AUTUMN LAKE HEALTHCARE AT CROMWELL is owned by a for-profit company. For-profit facilities operate as businesses with obligations to shareholders or private owners. The facility is operated by AUTUMN LAKE HEALTHCARE, a chain that manages multiple nursing homes. With 175 certified beds and approximately 163 residents (about 93% occupancy), it is a mid-sized facility located in CROMWELL, Connecticut.

How Does Autumn Lake Healthcare At Cromwell Compare to Other Connecticut Nursing Homes?

Compared to the 100 nursing homes in Connecticut, AUTUMN LAKE HEALTHCARE AT CROMWELL's overall rating (3 stars) is below the state average of 3.0, staff turnover (36%) is near the state average of 46%, and health inspection rating (3 stars) is at the national benchmark.

What Should Families Ask When Visiting Autumn Lake Healthcare At Cromwell?

Based on this facility's data, families visiting should ask: "Can you walk me through typical staffing levels on day, evening, and night shifts?" "Can I visit during a mealtime to observe dining assistance and food quality?" "How do you handle medical emergencies, and what is your hospital transfer rate?" "Can I speak with family members of current residents about their experience?" These questions are particularly relevant given the below-average staffing rating.

Is Autumn Lake Healthcare At Cromwell Safe?

Based on CMS inspection data, AUTUMN LAKE HEALTHCARE AT CROMWELL has a clean safety record: no substantiated abuse findings (meaning no confirmed cases of resident harm), no Immediate Jeopardy citations (the most serious violation level indicating risk of serious injury or death), and is not on the Special Focus Facility watch list (a federal program monitoring the lowest-performing 1% of nursing homes).
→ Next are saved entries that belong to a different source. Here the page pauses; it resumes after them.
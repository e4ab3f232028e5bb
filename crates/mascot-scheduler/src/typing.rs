//! Keystroke rate tracking.
//!
//! Keystroke timestamps are kept in a trailing window and turned into a
//! rolling words-per-minute figure (the usual 5-keystrokes-per-word
//! proxy). The monitor also owns the modifier filter: a bare press of
//! Shift or Control is not typing.

use std::collections::VecDeque;
use std::time::{Duration, Instant};

/// Time-ordered keystroke timestamps pruned to a trailing window.
#[derive(Debug)]
pub struct KeystrokeWindow {
    stamps: VecDeque<Instant>,
    window: Duration,
}

impl KeystrokeWindow {
    pub fn new(window: Duration) -> Self {
        Self {
            stamps: VecDeque::new(),
            window,
        }
    }

    pub fn push(&mut self, now: Instant) {
        self.prune(now);
        self.stamps.push_back(now);
    }

    /// Rolling WPM: keystrokes/5 divided by minutes elapsed since the
    /// oldest stroke in the window. Fewer than two strokes is 0.
    pub fn wpm(&self, now: Instant) -> f64 {
        if self.stamps.len() < 2 {
            return 0.0;
        }
        let oldest = *self.stamps.front().unwrap();
        let elapsed_min = now.duration_since(oldest).as_secs_f64() / 60.0;
        if elapsed_min <= 0.0 {
            return 0.0;
        }
        let words = self.stamps.len() as f64 / 5.0;
        words / elapsed_min
    }

    pub fn len(&self) -> usize {
        self.stamps.len()
    }

    pub fn is_empty(&self) -> bool {
        self.stamps.is_empty()
    }

    pub fn clear(&mut self) {
        self.stamps.clear();
    }

    fn prune(&mut self, now: Instant) {
        let cutoff = now.checked_sub(self.window);
        if let Some(cutoff) = cutoff {
            while self.stamps.front().is_some_and(|&t| t < cutoff) {
                self.stamps.pop_front();
            }
        }
    }
}

/// What a keystroke meant, from the scheduler's point of view.
#[derive(Debug, Clone, Copy, PartialEq, Eq)]
pub struct TypingSignal {
    /// The stroke counted as typing (editable surface, not a modifier).
    pub counted: bool,
    /// Rolling WPM crossed the fast-typing threshold.
    pub fast: bool,
}

pub struct TypingMonitor {
    window: KeystrokeWindow,
    wpm_threshold: f64,
}

impl TypingMonitor {
    pub fn new(window: Duration, wpm_threshold: f64) -> Self {
        Self {
            window: KeystrokeWindow::new(window),
            wpm_threshold,
        }
    }

    /// Record a keydown on an editable surface.
    pub fn key_pressed(&mut self, key: &str, now: Instant) -> TypingSignal {
        if is_modifier(key) {
            return TypingSignal {
                counted: false,
                fast: false,
            };
        }
        self.window.push(now);
        TypingSignal {
            counted: true,
            fast: self.window.wpm(now) > self.wpm_threshold,
        }
    }

    pub fn wpm(&self, now: Instant) -> f64 {
        self.window.wpm(now)
    }

    pub fn reset(&mut self) {
        self.window.clear();
    }
}

/// Modifier-only key names as delivered by the host event layer.
pub fn is_modifier(key: &str) -> bool {
    matches!(
        key,
        "Control" | "Alt" | "Shift" | "Super" | "Meta" | "CapsLock" | "AltGraph"
    )
}
use rapier2d::prelude::*;

/// Virtual screen size the sandbox is laid out for
pub const SCREEN_WIDTH: i32 = 1024;
pub const SCREEN_HEIGHT: i32 = 768;

/// Tuning values for the physics driver.
///
/// The defaults mirror the classic Box2D sample setup: a fixed 60 Hz step,
/// 6 velocity and 2 position iterations, and a gravity of 7 m/s² pointing
/// down the screen (positive Y is down in screen coordinates).
#[derive(Debug, Clone, PartialEq)]
pub struct PhysicsConfig {
    pub screen_width: i32,
    pub screen_height: i32,
    /// Gravity in meters per second squared
    pub gravity: Vector<Real>,
    /// Fixed step length in seconds
    pub timestep: f32,
    pub velocity_iterations: usize,
    pub position_iterations: usize,
    /// Density given to circles spawned with `create_circle`.
    /// Zero reproduces a fixture whose density was never set.
    pub circle_density: f32,
    /// Give massless dynamic bodies 1 kg so they still fall.
    pub unit_mass_fallback: bool,
    /// Whether the debug overlay starts visible
    pub debug_on_start: bool,
}

impl Default for PhysicsConfig {
    fn default() -> Self {
        Self {
            screen_width: SCREEN_WIDTH,
            screen_height: SCREEN_HEIGHT,
            gravity: vector![0.0, 7.0],
            timestep: 1.0 / 60.0,
            velocity_iterations: 6,
            position_iterations: 2,
            circle_density: 0.0,
            unit_mass_fallback: true,
            debug_on_start: true,
        }
    }
}

impl PhysicsConfig {
    pub fn with_screen(mut self, width: i32, height: i32) -> Self {
        self.screen_width = width;
        self.screen_height = height;
        self
    }

    pub fn with_gravity(mut self, x: f32, y: f32) -> Self {
        self.gravity = vector![x, y];
        self
    }

    pub fn with_timestep(mut self, timestep: f32) -> Self {
        self.timestep = timestep;
        self
    }

    pub fn with_iterations(mut self, velocity: usize, position: usize) -> Self {
        self.velocity_iterations = velocity;
        self.position_iterations = position;
        self
    }

    pub fn with_circle_density(mut self, density: f32) -> Self {
        self.circle_density = density;
        self
    }

    pub fn with_unit_mass_fallback(mut self, enabled: bool) -> Self {
        self.unit_mass_fallback = enabled;
        self
    }

    pub fn with_debug_on_start(mut self, visible: bool) -> Self {
        self.debug_on_start = visible;
        self
    }

    /// Rapier step settings derived from this config
    pub fn integration_parameters(&self) -> IntegrationParameters {
        let mut params = IntegrationParameters::default();
        params.dt = self.timestep;
        if let Some(iterations) = std::num::NonZeroUsize::new(self.velocity_iterations) {
            params.num_solver_iterations = iterations;
        }
        params.num_internal_pgs_iterations = self.position_iterations;
        params
    }

    /// Ground circle centre in pixels: middle of the screen, two thirds down
    pub fn ground_center(&self) -> (i32, i32) {
        (
            self.screen_width / 2,
            (self.screen_height as f32 / 1.5) as i32,
        )
    }

    /// Ground circle radius in pixels (diameter is half the screen width)
    pub fn ground_radius(&self) -> f32 {
        (self.screen_width / 2) as f32 * 0.5
    }
}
The facility has a 3-star overall rating and ranks #100 of 100 nursing homes in Connecticut. While no facility is perfect, families should still ask about staff-to-resident ratios and recent inspection results during their visit.
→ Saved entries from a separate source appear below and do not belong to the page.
/*
By: <Draydon Levesque>
Date: 2026-10-19
Program Details: <Physics sandbox: spawn shapes with the keyboard and watch them fall>
*/

use macroquad::prelude::*;
use physics_sandbox::modules::scale::{screen_to_virtual, use_virtual_resolution};
use physics_sandbox::{FrameInput, Module, ModulePhysics, PhysicsConfig, ScreenRenderer, UpdateStatus};

/// Set up window settings before the app runs
fn window_conf() -> Conf {
    let config = PhysicsConfig::default();
    Conf {
        window_title: "physics_sandbox".to_string(),
        window_width: config.screen_width,
        window_height: config.screen_height,
        fullscreen: false,
        high_dpi: true,
        window_resizable: true,
        sample_count: 4, // MSAA
        ..Default::default()
    }
}

#[macroquad::main(window_conf)]
async fn main() {
    // RUST_LOG=debug shows every spawn
    #[cfg(not(target_arch = "wasm32"))]
    env_logger::Builder::from_env(env_logger::Env::default().default_filter_or("info")).init();

    let mut physics = ModulePhysics::new(PhysicsConfig::default());
    let virtual_w = physics.config().screen_width as f32;
    let virtual_h = physics.config().screen_height as f32;

    if let Err(err) = physics.start() {
        log::error!("Physics module failed to start: {err}");
        return;
    }

    let mut renderer = ScreenRenderer::default();

    loop {
        // ---- Step the world ----
        if physics.pre_update() != UpdateStatus::Continue {
            break;
        }

        let letterbox = use_virtual_resolution(virtual_w, virtual_h);
        clear_background(BLACK);

        // ---- Spawn, toggle the overlay and draw it ----
        let mouse = screen_to_virtual(&letterbox, mouse_position());
        let input = FrameInput::poll(mouse);
        match physics.post_update(&input, &mut renderer) {
            UpdateStatus::Continue => {}
            UpdateStatus::Stop => break,
            UpdateStatus::Error => {
                log::error!("Physics module stopped with an error");
                break;
            }
        }

        set_default_camera();
        draw_text("1 circle  2 box  3 loop  4 chain  5 edge  F1 debug  Esc quit", 10.0, 20.0, 20.0, GRAY);

        next_frame().await;
    }

    if let Err(err) = physics.clean_up() {
        log::error!("Physics module failed to clean up: {err}");
    }
}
Do Nurses at Autumn Lake Healthcare At Cromwell Stick Around?

AUTUMN LAKE HEALTHCARE AT CROMWELL has a staff turnover rate of 36%, which is about average for Connecticut nursing homes (state average: 46%). Moderate turnover is common in nursing homes, but families should still ask about staff tenure and how the facility maintains care continuity when employees leave.

Was Autumn Lake Healthcare At Cromwell Ever Fined?

AUTUMN LAKE HEALTHCARE AT CROMWELL has no federal fines on record. CMS issues fines when nursing homes fail to meet care standards or don't correct problems found during inspections. The absence of fines suggests the facility has either maintained compliance or corrected any issues before penalties were assessed. This is a positive indicator, though families should still review recent inspection reports for the full picture.

Is Autumn Lake Healthcare At Cromwell on Any Federal Watch List?

AUTUMN LAKE HEALTHCARE AT CROMWELL is not on any federal watch list. The most significant is the Special Focus Facility (SFF) program, which identifies the bottom 1% of nursing homes nationally based on persistent, serious quality problems. Not being on this list means the facility has avoided the pattern of deficiencies that triggers enhanced federal oversight. This is a positive indicator, though families should still review the facility's inspection history directly.